▸ What you have to do: When the string "relevance" occurs in a line of the listing below, return that line.

▸ Data shown:
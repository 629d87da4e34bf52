// Numeric helpers shared by the diversification strategies

/// Fallback used wherever a product, ratio or normalizer degenerates.
pub const NEUTRAL: f64 = 1.0;

/// `numerator / denominator`, or [`NEUTRAL`] when the denominator is zero
/// or the result is not finite.
pub fn safe_ratio(numerator: f64, denominator: f64) -> f64 {
    if denominator == 0.0 {
        return NEUTRAL;
    }
    let ratio = numerator / denominator;
    if ratio.is_finite() {
        ratio
    } else {
        NEUTRAL
    }
}

/// Geometric-mean style aggregation: `(∏ values)^exponent`.
///
/// The empty product is 1.0, so an empty input always yields 1.0.
pub fn geometric_product(values: impl IntoIterator<Item = f64>, exponent: f64) -> f64 {
    let product: f64 = values.into_iter().product();
    if exponent == 0.0 {
        return NEUTRAL;
    }
    product.powf(exponent)
}

/// Divisor that rescales `values` so the largest becomes 1.0.
///
/// Returns [`NEUTRAL`] when there is no positive finite maximum.
pub fn max_divisor(values: impl IntoIterator<Item = f64>) -> f64 {
    let max = values
        .into_iter()
        .filter(|v| v.is_finite())
        .fold(f64::NEG_INFINITY, f64::max);
    if max > 0.0 {
        max
    } else {
        NEUTRAL
    }
}

/// `lambda * relevance + (1 - lambda) * novelty`.
///
/// The novelty term is dropped entirely at `lambda == 1.0` so a degenerate
/// novelty value cannot leak into a pure-relevance ranking.
pub fn interpolate(lambda: f64, relevance: f64, novelty: f64) -> f64 {
    if lambda >= 1.0 {
        relevance
    } else {
        lambda * relevance + (1.0 - lambda) * novelty
    }
}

▸ Written solution:
/// `lambda * relevance + (1 - lambda) * novelty`.
/// novelty value cannot leak into a pure-relevance ranking.
pub fn interpolate(lambda: f64, relevance: f64, novelty: f64) -> f64 {
        relevance
        lambda * relevance + (1.0 - lambda) * novelty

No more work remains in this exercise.